[Excerpts from a dataset]
*** Block opens ***

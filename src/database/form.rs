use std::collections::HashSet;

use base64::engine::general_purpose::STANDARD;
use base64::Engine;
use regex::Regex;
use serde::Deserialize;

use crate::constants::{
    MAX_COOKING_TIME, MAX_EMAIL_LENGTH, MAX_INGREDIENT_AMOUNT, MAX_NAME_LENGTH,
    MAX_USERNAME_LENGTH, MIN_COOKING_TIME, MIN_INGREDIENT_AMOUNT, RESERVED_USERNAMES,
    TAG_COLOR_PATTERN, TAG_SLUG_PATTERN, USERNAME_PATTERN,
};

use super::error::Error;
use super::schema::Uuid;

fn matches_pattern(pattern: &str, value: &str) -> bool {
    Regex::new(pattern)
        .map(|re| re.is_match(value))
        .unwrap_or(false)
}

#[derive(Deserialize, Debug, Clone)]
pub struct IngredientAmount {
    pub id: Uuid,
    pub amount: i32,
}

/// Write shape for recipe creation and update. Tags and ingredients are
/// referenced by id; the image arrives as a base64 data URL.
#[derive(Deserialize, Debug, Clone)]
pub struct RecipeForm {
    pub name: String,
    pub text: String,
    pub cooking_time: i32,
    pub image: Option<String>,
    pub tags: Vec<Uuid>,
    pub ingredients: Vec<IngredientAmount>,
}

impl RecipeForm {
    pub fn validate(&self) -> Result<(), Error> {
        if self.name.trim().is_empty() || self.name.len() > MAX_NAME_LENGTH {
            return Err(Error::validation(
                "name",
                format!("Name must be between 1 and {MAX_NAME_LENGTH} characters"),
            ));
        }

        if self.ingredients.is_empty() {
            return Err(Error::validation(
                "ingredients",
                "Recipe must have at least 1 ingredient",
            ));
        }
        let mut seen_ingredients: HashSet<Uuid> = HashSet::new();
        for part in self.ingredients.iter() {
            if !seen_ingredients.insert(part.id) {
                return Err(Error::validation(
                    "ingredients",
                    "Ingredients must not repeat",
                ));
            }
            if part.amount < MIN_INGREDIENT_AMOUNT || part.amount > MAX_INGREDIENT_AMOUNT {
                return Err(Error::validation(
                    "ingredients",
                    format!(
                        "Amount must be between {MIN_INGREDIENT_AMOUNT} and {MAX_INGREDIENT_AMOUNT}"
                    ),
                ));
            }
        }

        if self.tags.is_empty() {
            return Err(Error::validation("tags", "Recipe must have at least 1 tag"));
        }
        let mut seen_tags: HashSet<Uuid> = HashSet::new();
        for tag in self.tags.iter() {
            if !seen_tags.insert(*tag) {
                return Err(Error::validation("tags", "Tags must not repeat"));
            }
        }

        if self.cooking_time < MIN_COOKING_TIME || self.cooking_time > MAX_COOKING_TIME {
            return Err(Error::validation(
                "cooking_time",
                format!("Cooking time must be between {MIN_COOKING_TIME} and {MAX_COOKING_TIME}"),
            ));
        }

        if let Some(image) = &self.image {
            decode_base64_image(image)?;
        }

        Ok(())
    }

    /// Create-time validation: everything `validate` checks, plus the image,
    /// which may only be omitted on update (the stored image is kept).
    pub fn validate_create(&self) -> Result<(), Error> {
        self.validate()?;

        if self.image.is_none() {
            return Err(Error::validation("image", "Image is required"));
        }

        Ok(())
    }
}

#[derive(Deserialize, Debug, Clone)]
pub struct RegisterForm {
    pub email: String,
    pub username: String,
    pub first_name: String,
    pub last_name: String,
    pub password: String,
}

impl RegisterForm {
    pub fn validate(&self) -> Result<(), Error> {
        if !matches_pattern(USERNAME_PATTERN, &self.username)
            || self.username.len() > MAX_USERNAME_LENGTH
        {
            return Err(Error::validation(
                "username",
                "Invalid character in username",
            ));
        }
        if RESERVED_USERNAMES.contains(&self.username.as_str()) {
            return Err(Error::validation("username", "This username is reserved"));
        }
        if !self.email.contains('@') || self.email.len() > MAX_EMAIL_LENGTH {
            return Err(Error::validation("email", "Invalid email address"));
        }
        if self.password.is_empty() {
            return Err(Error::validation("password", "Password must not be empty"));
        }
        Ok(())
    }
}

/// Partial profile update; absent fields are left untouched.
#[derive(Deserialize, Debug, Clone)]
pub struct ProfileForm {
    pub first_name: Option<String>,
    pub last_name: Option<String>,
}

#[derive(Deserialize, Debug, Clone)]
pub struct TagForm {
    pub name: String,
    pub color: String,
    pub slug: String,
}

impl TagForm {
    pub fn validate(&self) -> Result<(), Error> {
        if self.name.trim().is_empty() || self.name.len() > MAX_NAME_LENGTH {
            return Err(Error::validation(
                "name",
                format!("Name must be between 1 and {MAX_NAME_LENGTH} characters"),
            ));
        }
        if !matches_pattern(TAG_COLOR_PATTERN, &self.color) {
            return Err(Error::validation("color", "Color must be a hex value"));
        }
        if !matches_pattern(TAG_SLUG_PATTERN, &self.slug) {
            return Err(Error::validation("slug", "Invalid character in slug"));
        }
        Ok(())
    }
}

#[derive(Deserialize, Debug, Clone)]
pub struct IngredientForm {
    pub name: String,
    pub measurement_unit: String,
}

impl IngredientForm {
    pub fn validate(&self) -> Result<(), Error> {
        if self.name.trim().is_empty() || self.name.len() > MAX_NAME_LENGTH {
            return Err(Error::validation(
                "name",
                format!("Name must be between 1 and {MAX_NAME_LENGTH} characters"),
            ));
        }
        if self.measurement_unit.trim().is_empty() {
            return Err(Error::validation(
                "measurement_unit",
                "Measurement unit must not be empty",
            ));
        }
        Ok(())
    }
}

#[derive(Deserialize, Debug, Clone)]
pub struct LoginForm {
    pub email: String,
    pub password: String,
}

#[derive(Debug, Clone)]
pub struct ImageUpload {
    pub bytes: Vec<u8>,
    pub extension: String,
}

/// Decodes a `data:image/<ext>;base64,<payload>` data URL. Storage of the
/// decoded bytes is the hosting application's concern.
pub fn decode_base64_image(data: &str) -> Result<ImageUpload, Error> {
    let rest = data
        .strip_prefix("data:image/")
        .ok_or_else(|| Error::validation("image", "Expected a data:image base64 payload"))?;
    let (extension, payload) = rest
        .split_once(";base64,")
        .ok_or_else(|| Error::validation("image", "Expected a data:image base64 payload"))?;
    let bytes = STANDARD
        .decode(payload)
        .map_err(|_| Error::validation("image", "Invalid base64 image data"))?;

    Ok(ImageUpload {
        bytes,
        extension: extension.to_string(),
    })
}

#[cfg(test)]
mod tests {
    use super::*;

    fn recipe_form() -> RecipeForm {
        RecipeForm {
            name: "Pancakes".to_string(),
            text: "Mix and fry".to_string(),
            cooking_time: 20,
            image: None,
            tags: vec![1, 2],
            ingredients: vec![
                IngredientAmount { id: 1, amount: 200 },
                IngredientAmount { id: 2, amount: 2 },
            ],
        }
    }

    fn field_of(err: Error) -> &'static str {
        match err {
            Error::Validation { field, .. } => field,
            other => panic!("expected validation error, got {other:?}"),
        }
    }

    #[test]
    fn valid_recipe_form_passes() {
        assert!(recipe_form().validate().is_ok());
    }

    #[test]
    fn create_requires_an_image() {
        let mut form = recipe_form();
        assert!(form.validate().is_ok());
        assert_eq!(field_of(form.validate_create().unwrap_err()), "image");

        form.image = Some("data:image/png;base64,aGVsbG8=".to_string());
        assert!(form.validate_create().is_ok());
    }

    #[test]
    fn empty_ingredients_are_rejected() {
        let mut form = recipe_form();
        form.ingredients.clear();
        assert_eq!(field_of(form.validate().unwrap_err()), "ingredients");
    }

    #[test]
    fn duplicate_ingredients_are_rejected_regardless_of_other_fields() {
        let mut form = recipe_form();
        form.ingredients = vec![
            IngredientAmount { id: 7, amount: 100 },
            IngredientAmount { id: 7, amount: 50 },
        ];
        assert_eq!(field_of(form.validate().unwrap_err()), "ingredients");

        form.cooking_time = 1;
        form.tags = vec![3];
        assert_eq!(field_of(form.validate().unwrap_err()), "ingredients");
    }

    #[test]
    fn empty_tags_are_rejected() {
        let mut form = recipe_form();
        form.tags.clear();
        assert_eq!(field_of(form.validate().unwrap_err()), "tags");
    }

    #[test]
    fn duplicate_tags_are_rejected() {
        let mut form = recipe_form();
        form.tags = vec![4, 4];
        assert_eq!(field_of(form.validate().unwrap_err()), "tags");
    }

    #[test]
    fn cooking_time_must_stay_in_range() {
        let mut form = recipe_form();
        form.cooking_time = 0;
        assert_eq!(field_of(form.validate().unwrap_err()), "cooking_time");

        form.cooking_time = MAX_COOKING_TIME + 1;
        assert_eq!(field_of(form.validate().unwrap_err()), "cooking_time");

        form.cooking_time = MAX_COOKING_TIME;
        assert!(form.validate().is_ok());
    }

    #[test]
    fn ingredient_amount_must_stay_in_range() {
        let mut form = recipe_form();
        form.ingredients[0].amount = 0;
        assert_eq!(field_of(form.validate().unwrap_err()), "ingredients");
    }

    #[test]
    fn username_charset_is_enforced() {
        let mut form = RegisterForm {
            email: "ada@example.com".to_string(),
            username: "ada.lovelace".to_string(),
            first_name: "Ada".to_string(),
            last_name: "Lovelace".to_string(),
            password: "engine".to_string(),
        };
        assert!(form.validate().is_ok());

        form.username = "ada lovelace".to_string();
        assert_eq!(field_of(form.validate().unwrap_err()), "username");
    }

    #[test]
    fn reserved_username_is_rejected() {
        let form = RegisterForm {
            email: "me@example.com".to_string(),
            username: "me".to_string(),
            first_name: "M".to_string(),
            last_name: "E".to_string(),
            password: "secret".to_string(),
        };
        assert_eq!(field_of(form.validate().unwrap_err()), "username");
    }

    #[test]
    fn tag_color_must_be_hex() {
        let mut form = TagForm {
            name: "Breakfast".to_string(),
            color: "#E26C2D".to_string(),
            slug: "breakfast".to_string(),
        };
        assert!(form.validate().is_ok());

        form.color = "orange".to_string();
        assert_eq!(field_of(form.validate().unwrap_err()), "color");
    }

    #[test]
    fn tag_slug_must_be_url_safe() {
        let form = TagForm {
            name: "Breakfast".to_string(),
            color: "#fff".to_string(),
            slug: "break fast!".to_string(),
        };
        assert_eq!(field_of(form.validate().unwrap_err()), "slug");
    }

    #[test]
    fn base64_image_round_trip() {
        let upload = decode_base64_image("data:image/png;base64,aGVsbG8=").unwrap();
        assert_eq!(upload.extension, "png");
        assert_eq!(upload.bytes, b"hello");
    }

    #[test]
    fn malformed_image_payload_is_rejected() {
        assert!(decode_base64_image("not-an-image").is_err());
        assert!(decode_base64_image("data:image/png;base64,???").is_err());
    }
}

*** Block closes ***

• _GOAL OF THE EXERCISE_:
The stretch of entries above that starts with the line containing "use regex::Regex;" and goes on through the line containing "and ingredients are" is to be transcribed exactly, and no other line is to be transcribed.

• _YOUR RESPONSE_:
use regex::Regex;
use serde::Deserialize;

use crate::constants::{
    MAX_COOKING_TIME, MAX_EMAIL_LENGTH, MAX_INGREDIENT_AMOUNT, MAX_NAME_LENGTH,
    MAX_USERNAME_LENGTH, MIN_COOKING_TIME, MIN_INGREDIENT_AMOUNT, RESERVED_USERNAMES,
    TAG_COLOR_PATTERN, TAG_SLUG_PATTERN, USERNAME_PATTERN,
};

use super::error::Error;
use super::schema::Uuid;

fn matches_pattern(pattern: &str, value: &str) -> bool {
    Regex::new(pattern)
        .map(|re| re.is_match(value))
        .unwrap_or(false)
}

#[derive(Deserialize, Debug, Clone)]
pub struct IngredientAmount {
    pub id: Uuid,
    pub amount: i32,
}

/// Write shape for recipe creation and update. Tags and ingredients are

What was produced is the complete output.